//! This module contains reusable components for encoding and decoding text
//! in DICOM data structures, including support for character repertoires.
//!
//! Supported specific character sets:
//!
//! | Character Set | decoding support | encoding support |
//! |---|---|---|
//! | ISO-IR 6 (default) | ✓ | ✓ |
//! | ISO-IR 100 (ISO-8859-1), Western Europe | ✓ | ✓ |
//! | ISO-IR 101 (ISO-8859-2), Central/Eastern Europe | ✓ | ✓ |
//! | ISO-IR 144 (ISO-8859-5), Latin/Cyrillic | ✓ | ✓ |
//! | ISO-IR 192, Unicode in UTF-8 | ✓ | ✓ |
//! | GB18030, Simplified Chinese | ✓ | ✓ |
//! | GBK, Simplified Chinese | ✓ | ✓ |
//!
//! Code extension techniques (ISO 2022 escapes) are not supported.
//! Note that GBK text is processed through the GB18030 codec,
//! of which GBK is a proper subset.

use encoding::all::{GB18030, ISO_8859_1, ISO_8859_2, ISO_8859_5, UTF_8};
use encoding::{DecoderTrap, EncoderTrap, Encoding};
use snafu::{Backtrace, Snafu};
use std::borrow::Cow;

/// An error type for text encoding issues.
#[derive(Debug, Snafu)]
#[non_exhaustive]
pub enum EncodeTextError {
    /// A custom error message,
    /// for when the underlying error type does not encode error semantics
    /// into type variants.
    #[snafu(display("{}", message))]
    EncodeCustom {
        /// The error message in plain text.
        message: Cow<'static, str>,
        /// The generated backtrace, if available.
        backtrace: Backtrace,
    },
}

/// An error type for text decoding issues.
#[derive(Debug, Snafu)]
#[non_exhaustive]
pub enum DecodeTextError {
    /// A custom error message,
    /// for when the underlying error type does not encode error semantics
    /// into type variants.
    #[snafu(display("{}", message))]
    DecodeCustom {
        /// The error message in plain text.
        message: Cow<'static, str>,
        /// The generated backtrace, if available.
        backtrace: Backtrace,
    },
}

/// An error type for specific character set resolution.
#[derive(Debug, Snafu)]
#[non_exhaustive]
pub enum CharsetError {
    /// The defined term is not supported by this implementation.
    #[snafu(display("unsupported specific character set `{}`", term))]
    UnsupportedTerm { term: String, backtrace: Backtrace },

    /// The character set does not admit combination with
    /// code extension techniques (multi-valued Specific Character Set).
    #[snafu(display("character set `{}` cannot be combined with code extensions", term))]
    IllegalCombination { term: String, backtrace: Backtrace },
}

type EncodeResult<T> = Result<T, EncodeTextError>;
type DecodeResult<T> = Result<T, DecodeTextError>;

/// A holder of encoding and decoding mechanisms for text in DICOM content,
/// which according to the standard, depends on the specific character set.
pub trait TextCodec {
    /// Obtain the defined term (unique name) of the text encoding,
    /// which may be used as the value of a
    /// Specific Character Set (0008,0005) element to refer to this codec.
    fn name(&self) -> Cow<'static, str>;

    /// Decode the given byte buffer as a single string. The resulting string
    /// _may_ contain backslash characters ('\') to delimit individual values,
    /// and should be split later on if required.
    fn decode(&self, text: &[u8]) -> DecodeResult<String>;

    /// Encode a text value into a byte vector. The input string can
    /// feature multiple text values by using the backslash character ('\')
    /// as the value delimiter.
    fn encode(&self, text: &str) -> EncodeResult<Vec<u8>>;
}

impl<T: ?Sized> TextCodec for Box<T>
where
    T: TextCodec,
{
    fn name(&self) -> Cow<'static, str> {
        self.as_ref().name()
    }

    fn decode(&self, text: &[u8]) -> DecodeResult<String> {
        self.as_ref().decode(text)
    }

    fn encode(&self, text: &str) -> EncodeResult<Vec<u8>> {
        self.as_ref().encode(text)
    }
}

impl<'a, T: ?Sized> TextCodec for &'a T
where
    T: TextCodec,
{
    fn name(&self) -> Cow<'static, str> {
        (**self).name()
    }

    fn decode(&self, text: &[u8]) -> DecodeResult<String> {
        (**self).decode(text)
    }

    fn encode(&self, text: &str) -> EncodeResult<Vec<u8>> {
        (**self).encode(text)
    }
}

/// A descriptor for a specific character set,
/// taking part in text encoding and decoding.
///
/// Use [`from_code`](SpecificCharacterSet::from_code)
/// to resolve a single defined term, or
/// [`from_element_value`](SpecificCharacterSet::from_element_value)
/// to resolve the raw value of a Specific Character Set element,
/// which may be multi-valued.
#[derive(Debug, Default, Copy, Clone, Eq, PartialEq, Hash)]
pub enum SpecificCharacterSet {
    /// The default character repertoire, ISO-IR 6.
    #[default]
    Default,
    /// ISO-IR 100 (ISO-8859-1): Western Europe.
    IsoIr100,
    /// ISO-IR 101 (ISO-8859-2): Central/Eastern Europe.
    IsoIr101,
    /// ISO-IR 144 (ISO-8859-5): Latin/Cyrillic.
    IsoIr144,
    /// ISO-IR 192: Unicode in UTF-8.
    IsoIr192,
    /// GB18030: Simplified Chinese.
    Gb18030,
    /// GBK: Simplified Chinese.
    Gbk,
}

impl SpecificCharacterSet {
    /// Obtain the character set for a single defined term,
    /// such as `"ISO_IR 100"`.
    pub fn from_code(code: &str) -> Option<Self> {
        use SpecificCharacterSet::*;
        match code.trim_end() {
            "" | "ISO_IR 6" | "ISO 2022 IR 6" => Some(Default),
            "ISO_IR 100" | "ISO 2022 IR 100" => Some(IsoIr100),
            "ISO_IR 101" | "ISO 2022 IR 101" => Some(IsoIr101),
            "ISO_IR 144" | "ISO 2022 IR 144" => Some(IsoIr144),
            "ISO_IR 192" => Some(IsoIr192),
            "GB18030" => Some(Gb18030),
            "GBK" => Some(Gbk),
            _ => None,
        }
    }

    /// Resolve the raw value of a Specific Character Set element.
    ///
    /// Multiple values signal the use of code extension techniques.
    /// ISO-IR 192, GB18030 and GBK do not admit such combinations
    /// and are rejected outright; other combinations are unsupported
    /// by this implementation.
    pub fn from_element_value(value: &str) -> Result<Self, CharsetError> {
        let mut values = value.split('\\').map(str::trim);
        let first = values.next().unwrap_or("");
        match values.next() {
            None => from_single_term(first),
            Some(second) => {
                // a multi-valued specific character set:
                // reject terms which do not admit code extensions
                for term in [first, second].iter().copied().chain(values) {
                    if matches!(term, "ISO_IR 192" | "GB18030" | "GBK") {
                        return IllegalCombinationSnafu { term }.fail();
                    }
                }
                UnsupportedTermSnafu { term: value }.fail()
            }
        }
    }
}

fn from_single_term(term: &str) -> Result<SpecificCharacterSet, CharsetError> {
    SpecificCharacterSet::from_code(term)
        .ok_or_else(|| UnsupportedTermSnafu { term }.build())
}

impl TextCodec for SpecificCharacterSet {
    fn name(&self) -> Cow<'static, str> {
        use SpecificCharacterSet::*;
        Cow::Borrowed(match self {
            Default => "ISO_IR 6",
            IsoIr100 => "ISO_IR 100",
            IsoIr101 => "ISO_IR 101",
            IsoIr144 => "ISO_IR 144",
            IsoIr192 => "ISO_IR 192",
            Gb18030 => "GB18030",
            Gbk => "GBK",
        })
    }

    fn decode(&self, text: &[u8]) -> DecodeResult<String> {
        use SpecificCharacterSet::*;
        let encoding: &dyn Encoding = match self {
            Default | IsoIr100 => ISO_8859_1,
            IsoIr101 => ISO_8859_2,
            IsoIr144 => ISO_8859_5,
            IsoIr192 => UTF_8,
            // GBK is a subset of GB18030
            Gb18030 | Gbk => GB18030,
        };
        encoding
            .decode(text, DecoderTrap::Strict)
            .map_err(|message| DecodeCustomSnafu { message }.build())
    }

    fn encode(&self, text: &str) -> EncodeResult<Vec<u8>> {
        use SpecificCharacterSet::*;
        let encoding: &dyn Encoding = match self {
            Default | IsoIr100 => ISO_8859_1,
            IsoIr101 => ISO_8859_2,
            IsoIr144 => ISO_8859_5,
            IsoIr192 => UTF_8,
            Gb18030 | Gbk => GB18030,
        };
        encoding
            .encode(text, EncoderTrap::Strict)
            .map_err(|message| EncodeCustomSnafu { message }.build())
    }
}

/// A text codec for the default character repertoire (ISO-IR 6).
///
/// Decoding is permissive towards the ISO-8859-1 superset,
/// as non-conformant files with extended characters
/// and no declared character set are common in the wild.
#[derive(Debug, Default, Clone, Copy, Eq, PartialEq)]
pub struct DefaultCharacterSetCodec;

impl TextCodec for DefaultCharacterSetCodec {
    fn name(&self) -> Cow<'static, str> {
        Cow::Borrowed("ISO_IR 6")
    }

    fn decode(&self, text: &[u8]) -> DecodeResult<String> {
        SpecificCharacterSet::Default.decode(text)
    }

    fn encode(&self, text: &str) -> EncodeResult<Vec<u8>> {
        SpecificCharacterSet::Default.encode(text)
    }
}

#[cfg(test)]
mod tests {
    use super::*;

    #[test]
    fn resolves_single_terms() {
        assert_eq!(
            SpecificCharacterSet::from_code("ISO_IR 100"),
            Some(SpecificCharacterSet::IsoIr100)
        );
        assert_eq!(
            SpecificCharacterSet::from_code("ISO_IR 192"),
            Some(SpecificCharacterSet::IsoIr192)
        );
        assert_eq!(
            SpecificCharacterSet::from_code(""),
            Some(SpecificCharacterSet::Default)
        );
        assert_eq!(SpecificCharacterSet::from_code("ISO_IR 13"), None);
    }

    #[test]
    fn rejects_utf8_in_combination() {
        assert!(SpecificCharacterSet::from_element_value("ISO_IR 192").is_ok());
        assert!(matches!(
            SpecificCharacterSet::from_element_value("ISO 2022 IR 6\\ISO_IR 192"),
            Err(CharsetError::IllegalCombination { .. })
        ));
        assert!(matches!(
            SpecificCharacterSet::from_element_value("GB18030\\ISO 2022 IR 58"),
            Err(CharsetError::IllegalCombination { .. })
        ));
    }

    #[test]
    fn iso_2022_combinations_are_unsupported() {
        assert!(matches!(
            SpecificCharacterSet::from_element_value("ISO 2022 IR 13\\ISO 2022 IR 87"),
            Err(CharsetError::UnsupportedTerm { .. })
        ));
    }

    #[test]
    fn utf8_round_trip() {
        let cs = SpecificCharacterSet::IsoIr192;
        let bytes = cs.encode("Пирогов^Николай").unwrap();
        assert_eq!(cs.decode(&bytes).unwrap(), "Пирогов^Николай");
    }

    #[test]
    fn latin1_decoding() {
        let cs = SpecificCharacterSet::IsoIr100;
        assert_eq!(cs.decode(b"Dupont^Andr\xE9").unwrap(), "Dupont^André");
    }
}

▬▬▬

INSTRUCTIONS FOR THE TASK — Retype every line up to and including the one that contains "GBK, Simplified Chinese | ✓ | ✓ |", beginning at the first line of the records, with no edits.

TASK OUTPUT —
//! This module contains reusable components for encoding and decoding text
//! in DICOM data structures, including support for character repertoires.
//!
//! Supported specific character sets:
//!
//! | Character Set | decoding support | encoding support |
//! |---|---|---|
//! | ISO-IR 6 (default) | ✓ | ✓ |
//! | ISO-IR 100 (ISO-8859-1), Western Europe | ✓ | ✓ |
//! | ISO-IR 101 (ISO-8859-2), Central/Eastern Europe | ✓ | ✓ |
//! | ISO-IR 144 (ISO-8859-5), Latin/Cyrillic | ✓ | ✓ |
//! | ISO-IR 192, Unicode in UTF-8 | ✓ | ✓ |
//! | GB18030, Simplified Chinese | ✓ | ✓ |
//! | GBK, Simplified Chinese | ✓ | ✓ |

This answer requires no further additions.